Historical population
| Census | Pop. | Note | %± |
| 1880 | 161 |  | — |
| 1910 | 392 |  | — |
| 1920 | 488 |  | 24.5% |
| 1930 | 466 |  | −4.5% |
| 1940 | 370 |  | −20.6% |
| 1950 | 403 |  | 8.9% |
| 1960 | 351 |  | −12.9% |
| 1970 | 335 |  | −4.6% |
| 1980 | 259 |  | −22.7% |
| 1990 | 288 |  | 11.2% |
| 2000 | 326 |  | 13.2% |
| 2010 | 318 |  | −2.5% |
| 2020 | 363 |  | 14.2% |
U.S. Decennial Census

===2010 census===
As of the census of 2010, there were 318 people, 135 households, and 88 families living in the village. The population density was 349.5 PD/sqmi. There were 162 housing units at an average density of 178.0 /sqmi. The racial makeup of the village was 98.1% White, 0.6% Asian, and 1.3% from two or more races. Hispanic or Latino of any race were 1.6% of the population.

There were 135 households, of which 30.4% had children under the age of 18 living with them, 45.9% were married couples living together, 16.3% had a female householder with no husband present, 3.0% had a male householder with no wife present, and 34.8% were non-families. 28.1% of all households were made up of individuals, and 13.3% had someone living alone who was 65 years of age or older. The average household size was 2.33 and the average family size was 2.78.

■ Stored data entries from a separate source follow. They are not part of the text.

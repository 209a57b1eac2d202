//! Caller-driven cancellation for in-flight requests.
//!
//! A thin pair over a `tokio::sync::watch` channel. The engine checks the
//! signal before every attempt and races it against every backoff wait, so
//! a cancelled request never issues another network call.

use tokio::sync::watch;

/// Creates a connected handle/signal pair.
pub fn cancellation() -> (CancellationHandle, CancellationSignal) {
    let (tx, rx) = watch::channel(false);
    (CancellationHandle { tx }, CancellationSignal { rx })
}

/// The caller's end. Dropping it without calling [`cancel`](Self::cancel)
/// leaves every signal un-cancelled forever.
#[derive(Debug)]
pub struct CancellationHandle {
    tx: watch::Sender<bool>,
}

impl CancellationHandle {
    pub fn cancel(&self) {
        self.tx.send_replace(true);
    }

    /// Another signal observing this handle.
    pub fn signal(&self) -> CancellationSignal {
        CancellationSignal {
            rx: self.tx.subscribe(),
        }
    }
}

/// The engine's end. Cheap to clone; one per request is typical.
#[derive(Debug, Clone)]
pub struct CancellationSignal {
    rx: watch::Receiver<bool>,
}

impl CancellationSignal {
    pub fn is_cancelled(&self) -> bool {
        *self.rx.borrow()
    }

    /// Resolves once cancelled. Pends forever if the handle is dropped first.
    pub async fn cancelled(&mut self) {
        loop {
            if *self.rx.borrow_and_update() {
                return;
            }
            if self.rx.changed().await.is_err() {
                std::future::pending::<()>().await;
            }
        }
    }
}

#[cfg(test)]
mod tests {
    use super::*;
    use std::time::Duration;

    #[tokio::test]
    async fn cancel_wakes_waiter() {
        let (handle, mut signal) = cancellation();
        assert!(!signal.is_cancelled());
        let waiter = tokio::spawn(async move {
            signal.cancelled().await;
            signal.is_cancelled()
        });
        handle.cancel();
        assert!(waiter.await.unwrap());
    }

    #[tokio::test(start_paused = true)]
    async fn dropped_handle_never_cancels() {
        let (handle, mut signal) = cancellation();
        drop(handle);
        let outcome = tokio::time::timeout(Duration::from_secs(60), signal.cancelled()).await;
        assert!(outcome.is_err());
    }

    #[test]
    fn extra_signals_observe_the_same_handle() {
        let (handle, first) = cancellation();
        let second = handle.signal();
        handle.cancel();
        assert!(first.is_cancelled());
        assert!(second.is_cancelled());
    }
}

The median age in the village was 40.8 years. 23.6% of residents were under the age of 18; 7.8% were between the ages of 18 and 24; 23.6% were from 25 to 44; 24.5% were from 45 to 64; and 20.4% were 65 years of age or older. The gender makeup of the village was 48.7% male and 51.3% female.

===2000 census===
As of the census of 2000, there were 327 people, 145 households, and 91 families living in the village. The population density was 360.3 people per square mile (139.9/km^{2}). There were 156 housing units at an average density of 172.4 per square mile (66.9/km^{2}). The racial makeup of the village was 99.08% White, 0.61% Asian, 0.31% from other races. Hispanic or Latino of any race were 0.31% of the population.

There were 145 households, out of which 26.9% had children under the age of 18 living with them, 52.4% were married couples living together, 6.2% had a female householder with no husband present, and 36.6% were non-families. 31.0% of all households were made up of individuals, and 13.1% had someone living alone who was 65 years of age or older. The average household size was 2.25 and the average family size was 2.77.

In the village, the population was spread out, with 21.5% under the age of 18, 8.3% from 18 to 24, 27.6% from 25 to 44, 22.1% from 45 to 64, and 20.6% who were 65 years of age or older. The median age was 40 years. For every 100 females, there were 98.8 males. For every 100 females age 18 and over, there were 103.2 males.

The median income for a household in the village was $34,167, and the median income for a family was $41,406. Males had a median income of $31,042 versus $24,167 for females. The per capita income for the village was $21,877. About 5.7% of families and 7.6% of the population were below the poverty line, including 5.5% of those under age 18 and 2.5% of those age 65 or over.

==Notable people==
- John C. Anderson, Wisconsin legislator
- Joanne M. Duren, Wisconsin legislator
- Ryne Duren, baseball player
- Birney Maries Jarvis, Wisconsin legislator
- Scott O'Hara, editor, publisher, pornographic actor and activist

==School shooting==

A school shooting occurred at the village's Weston High School on September 29, 2006. John Klang, 49, principal of the school, was killed in the attack after a recently expelled 9th grader, Eric Hainstock, fired a handgun at him. A janitor had already taken a shotgun away from him. Klang was shot after emerging from a nearby room. Hainstock shot the principal in head, chest, and leg. After being shot, the mortally wounded principal managed to disarm the former student.